Saturday, January 6, 2024

Don't Quit Your Day Job, Taboo: A Review of Daredevil & Echo #1 to 4

 written by Taboo and B. Earl

illustrated by Phil Noto


Released back in June of 2023, this four-issue miniseries was originally intended to coincide with the release of the Hulu series Echo produced by Marvel Studios, the starring vehicle for the anti-hero who had been introduced back in 2021's Hawkeye series.  Release plans for that series changed drastically and as a result we're still a week away from Echo launching on Disney + over here in the Philippines. Fortunately, that means this review of this months-old miniseries still has some relevance.

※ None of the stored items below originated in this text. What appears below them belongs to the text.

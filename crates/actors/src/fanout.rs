//! Fanout - replicate each message to every connected peer
//!
//! With one peer the original message passes straight through. With
//! several, each peer gets an independent copy and the original's
//! completion aggregates the enqueue results: `Done` when every copy was
//! queued, `PartialSend` for a partial success, `Failed` when no peer
//! accepted it.

use std::sync::Arc;

use async_trait::async_trait;

use flowd_core::{Actor, Constructor, Context, Lifecycle, Message, Params, Result};

use crate::outbound::{edge_queue_size, Outbound};

pub struct Fanout {
    name: String,
    out: Outbound,
    lifecycle: Lifecycle,
}

impl Fanout {
    /// Registry constructor for `core.fanout`
    pub fn build(name: &str, ctx: Arc<Context>, params: &Params) -> Result<Arc<dyn Actor>> {
        Ok(Arc::new(Self {
            name: name.to_owned(),
            out: Outbound::new(name, edge_queue_size(&ctx, params)),
            lifecycle: Lifecycle::new(),
        }))
    }
}

// Matches the registry constructor shape.
const _: Constructor = Fanout::build;

#[async_trait]
impl Actor for Fanout {
    fn name(&self) -> &str {
        &self.name
    }

    async fn connect(&self, parallelism: usize, peer: Arc<dyn Actor>) -> Result<()> {
        self.out.connect(parallelism, peer);
        Ok(())
    }

    async fn receive(&self, msg: Message) -> Result<()> {
        self.out.dispatch(msg).await
    }

    async fn start(&self) -> Result<()> {
        self.lifecycle.start(&self.name)?;
        tracing::info!(actor = %self.name, peers = self.out.len(), "fanout started");
        Ok(())
    }

    async fn stop(&self) -> Result<()> {
        self.lifecycle.stop(&self.name)?;
        self.out.close();
        tracing::info!(actor = %self.name, "fanout stopped");
        Ok(())
    }
}

impl std::fmt::Debug for Fanout {
    fn fmt(&self, f: &mut std::fmt::Formatter<'_>) -> std::fmt::Result {
        f.debug_struct("Fanout").field("name", &self.name).finish()
    }
}

#[cfg(test)]
#[path = "fanout_test.rs"]
mod fanout_test;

Daredevil and Echo, set during the latter part of the Chip Zdarsky era of the character in which two characters, Matthew Murdock and Elektra Natchios, shared the Daredevil mantle, but because it's Matt who has the shared history with crimefighting deaf prodigy Maya Lopez, aka Echo, Elektra bows out of the story pretty early on due to, well, reasons. The threat the two of them face isn't just any street thug; it's a supernatural evil that is so powerful it even plagued their ancestors well over a century ago. Will Daredevil and Echo be able to stop what their ancestors could not?

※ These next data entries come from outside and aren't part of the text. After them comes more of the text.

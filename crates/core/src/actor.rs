//! Actor contract
//!
//! Every pipeline node - receiver, router, fanout, throttler, sink -
//! implements [`Actor`]. The pipeline wires nodes together with `connect`
//! (one call per configured edge), then drives `start` in dependency order
//! and `stop` in reverse.
//!
//! Errors from `receive` are synchronous rejection only (actor stopped,
//! actor can not accept connections). Once a message is queued, its outcome
//! travels exclusively through [`crate::Message::complete`] - never through
//! a return value to the original sender.

use std::sync::Arc;

use async_trait::async_trait;
use parking_lot::Mutex;

use crate::context::Context;
use crate::error::{CoreError, Result};
use crate::message::Message;
use crate::value::Params;

/// A named, independently lifecycled pipeline node
#[async_trait]
pub trait Actor: Send + Sync {
    /// Actor name, unique within a pipeline
    fn name(&self) -> &str;

    /// Establish (or reuse) an outbound edge to `peer`
    ///
    /// Spins up `parallelism` worker tasks that drain a dedicated per-peer
    /// queue and invoke `peer.receive`. Must be called before `start` for
    /// the edge to be live. Terminal actors return
    /// [`CoreError::NotConnectable`].
    async fn connect(&self, parallelism: usize, peer: Arc<dyn Actor>) -> Result<()>;

    /// Accept a message for processing or forwarding
    ///
    /// Blocking on a full downstream queue is expected (backpressure is
    /// visible to the caller as an await).
    async fn receive(&self, msg: Message) -> Result<()>;

    /// Start processing
    async fn start(&self) -> Result<()>;

    /// Stop processing and release all resources
    ///
    /// Closes queues and joins workers such that no worker task outlives
    /// the actor.
    async fn stop(&self) -> Result<()>;
}

impl std::fmt::Debug for dyn Actor {
    fn fmt(&self, f: &mut std::fmt::Formatter<'_>) -> std::fmt::Result {
        f.debug_struct("Actor").field("name", &self.name()).finish()
    }
}

/// Constructor shape shared by the built-in registry and external resolvers
pub type Constructor = fn(&str, Arc<Context>, &Params) -> Result<Arc<dyn Actor>>;

/// Lifecycle phase of an actor
#[derive(Debug, Clone, Copy, PartialEq, Eq)]
enum Phase {
    Constructed,
    Started,
    Stopped,
}

/// Start/stop gate shared by all actors
///
/// Policy: duplicate `start` and `stop` calls, and `stop` before `start`,
/// are explicit errors rather than no-ops, so ordering bugs in the
/// orchestration surface instead of being swallowed.
#[derive(Debug)]
pub struct Lifecycle {
    phase: Mutex<Phase>,
}

impl Lifecycle {
    /// Create a lifecycle gate in the constructed phase
    pub fn new() -> Self {
        Self {
            phase: Mutex::new(Phase::Constructed),
        }
    }

    /// Transition constructed -> started
    pub fn start(&self, actor: &str) -> Result<()> {
        let mut phase = self.phase.lock();
        match *phase {
            Phase::Constructed => {
                *phase = Phase::Started;
                Ok(())
            }
            Phase::Started => Err(CoreError::AlreadyStarted {
                actor: actor.to_owned(),
            }),
            Phase::Stopped => Err(CoreError::AlreadyStopped {
                actor: actor.to_owned(),
            }),
        }
    }

    /// Transition started -> stopped (terminal)
    pub fn stop(&self, actor: &str) -> Result<()> {
        let mut phase = self.phase.lock();
        match *phase {
            Phase::Started => {
                *phase = Phase::Stopped;
                Ok(())
            }
            Phase::Constructed => Err(CoreError::NotStarted {
                actor: actor.to_owned(),
            }),
            Phase::Stopped => Err(CoreError::AlreadyStopped {
                actor: actor.to_owned(),
            }),
        }
    }

    /// Whether the actor is currently started
    #[inline]
    pub fn is_started(&self) -> bool {
        *self.phase.lock() == Phase::Started
    }
}

impl Default for Lifecycle {
    fn default() -> Self {
        Self::new()
    }
}
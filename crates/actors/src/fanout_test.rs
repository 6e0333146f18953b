use std::time::Duration;

use tokio::time::timeout;

use flowd_core::{Actor, Message, Params, Status};

use crate::testutil::{collector, test_context};

use super::*;

async fn new_fanout() -> std::sync::Arc<dyn Actor> {
    let (ctx, _failures) = test_context(1);
    Fanout::build("fan", ctx, &Params::new()).unwrap()
}

#[tokio::test]
async fn test_copies_to_every_peer() {
    let fanout = new_fanout().await;
    let (left, mut left_rx) = collector("left", Some(Status::Done));
    let (right, mut right_rx) = collector("right", Some(Status::Done));
    fanout.connect(1, left).await.unwrap();
    fanout.connect(1, right).await.unwrap();
    fanout.start().await.unwrap();

    let msg = Message::new(b"broadcast");
    fanout.receive(msg.clone()).await.unwrap();

    let got_left = timeout(Duration::from_secs(5), left_rx.recv())
        .await
        .unwrap()
        .unwrap();
    let got_right = timeout(Duration::from_secs(5), right_rx.recv())
        .await
        .unwrap()
        .unwrap();
    assert_eq!(&got_left.body()[..], b"broadcast");
    assert_eq!(&got_right.body()[..], b"broadcast");

    // The original resolves once all copies were queued.
    let status = timeout(Duration::from_secs(5), msg.completed())
        .await
        .unwrap();
    assert_eq!(status, Status::Done);

    fanout.stop().await.unwrap();
}

#[tokio::test]
async fn test_single_peer_receives_original() {
    let fanout = new_fanout().await;
    let (peer, mut rx) = collector("only", Some(Status::Done));
    fanout.connect(1, peer).await.unwrap();
    fanout.start().await.unwrap();

    let msg = Message::new(b"solo");
    fanout.receive(msg.clone()).await.unwrap();

    timeout(Duration::from_secs(5), rx.recv())
        .await
        .unwrap()
        .unwrap();
    let status = timeout(Duration::from_secs(5), msg.completed())
        .await
        .unwrap();
    assert_eq!(status, Status::Done);

    fanout.stop().await.unwrap();
}

#[tokio::test]
async fn test_no_peers_is_unroutable() {
    let fanout = new_fanout().await;
    fanout.start().await.unwrap();

    let msg = Message::new(b"nowhere");
    fanout.receive(msg.clone()).await.unwrap();
    let status = timeout(Duration::from_secs(5), msg.completed())
        .await
        .unwrap();
    assert_eq!(status, Status::Unroutable);

    fanout.stop().await.unwrap();
}
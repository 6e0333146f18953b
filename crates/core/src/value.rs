//! Tagged value type
//!
//! `Value` is the variant type shared by actor construction parameters and
//! message metadata. Typed accessors replace runtime downcasts - a caller
//! asking for the wrong type gets `None` and can surface a typed error
//! (`CoreError::InvalidParam`) instead of panicking.

use std::collections::HashMap;
use std::time::Duration;

/// Free-form parameter map passed to actor constructors
pub type Params = HashMap<String, Value>;

/// A tagged configuration or metadata value
#[derive(Debug, Clone, PartialEq)]
pub enum Value {
    /// UTF-8 string
    Str(String),

    /// Signed integer
    Int(i64),

    /// Floating point number
    Float(f64),

    /// Boolean flag
    Bool(bool),

    /// Time duration
    Duration(Duration),

    /// Ordered list of values
    Array(Vec<Value>),

    /// Nested key -> value map
    Map(HashMap<String, Value>),
}

impl Value {
    /// Get the string content, if this is a `Str`
    #[inline]
    pub fn as_str(&self) -> Option<&str> {
        match self {
            Self::Str(s) => Some(s),
            _ => None,
        }
    }

    /// Get the integer content, if this is an `Int`
    #[inline]
    pub fn as_int(&self) -> Option<i64> {
        match self {
            Self::Int(i) => Some(*i),
            _ => None,
        }
    }

    /// Get the float content, if this is a `Float` (or an `Int`, widened)
    #[inline]
    pub fn as_float(&self) -> Option<f64> {
        match self {
            Self::Float(f) => Some(*f),
            Self::Int(i) => Some(*i as f64),
            _ => None,
        }
    }

    /// Get the boolean content, if this is a `Bool`
    #[inline]
    pub fn as_bool(&self) -> Option<bool> {
        match self {
            Self::Bool(b) => Some(*b),
            _ => None,
        }
    }

    /// Get the duration content, if this is a `Duration`
    #[inline]
    pub fn as_duration(&self) -> Option<Duration> {
        match self {
            Self::Duration(d) => Some(*d),
            _ => None,
        }
    }

    /// Get the array content, if this is an `Array`
    #[inline]
    pub fn as_array(&self) -> Option<&[Value]> {
        match self {
            Self::Array(a) => Some(a),
            _ => None,
        }
    }

    /// Get the map content, if this is a `Map`
    #[inline]
    pub fn as_map(&self) -> Option<&HashMap<String, Value>> {
        match self {
            Self::Map(m) => Some(m),
            _ => None,
        }
    }

    /// Name of the contained variant, for error messages
    pub fn type_name(&self) -> &'static str {
        match self {
            Self::Str(_) => "string",
            Self::Int(_) => "integer",
            Self::Float(_) => "float",
            Self::Bool(_) => "boolean",
            Self::Duration(_) => "duration",
            Self::Array(_) => "array",
            Self::Map(_) => "map",
        }
    }
}

impl From<&str> for Value {
    fn from(s: &str) -> Self {
        Self::Str(s.to_owned())
    }
}

impl From<String> for Value {
    fn from(s: String) -> Self {
        Self::Str(s)
    }
}

impl From<i64> for Value {
    fn from(i: i64) -> Self {
        Self::Int(i)
    }
}

impl From<i32> for Value {
    fn from(i: i32) -> Self {
        Self::Int(i64::from(i))
    }
}

impl From<usize> for Value {
    fn from(i: usize) -> Self {
        Self::Int(i as i64)
    }
}

impl From<f64> for Value {
    fn from(f: f64) -> Self {
        Self::Float(f)
    }
}

impl From<bool> for Value {
    fn from(b: bool) -> Self {
        Self::Bool(b)
    }
}

impl From<Duration> for Value {
    fn from(d: Duration) -> Self {
        Self::Duration(d)
    }
}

As stories go, it's far from the worst I read in 2023, but what truly struck me about this story was how utterly superfluous it was. I rarely expect anything better from these TV/movie promotional or tie-in comics, but given that Marvel had put a respectable artist like Phil Noto on this book I still held out hope that the story would at least be a fun read, but it couldn't even be that. Its villain was a Green Goblin knockoff (Demagoblin, riding around on a glider) and the big bad, well, spoiler alert, wasn't really much to write home about either.  The dialogue was just...sad and the characters were kind of just propelled by the paper thin plot.  I don't know if co-writer Taboo, the part-Mexican, part-Native American rapper from the Black-Eyed Peas, has any other comic-book writing credits than this, but I wouldn't put this on my resume if I were him.


Perhaps saddest of all was how for much of the series Noto seemed to be half-asleep when illustrating it. I hope to see his work again elsewhere, when his heart is actually in the project.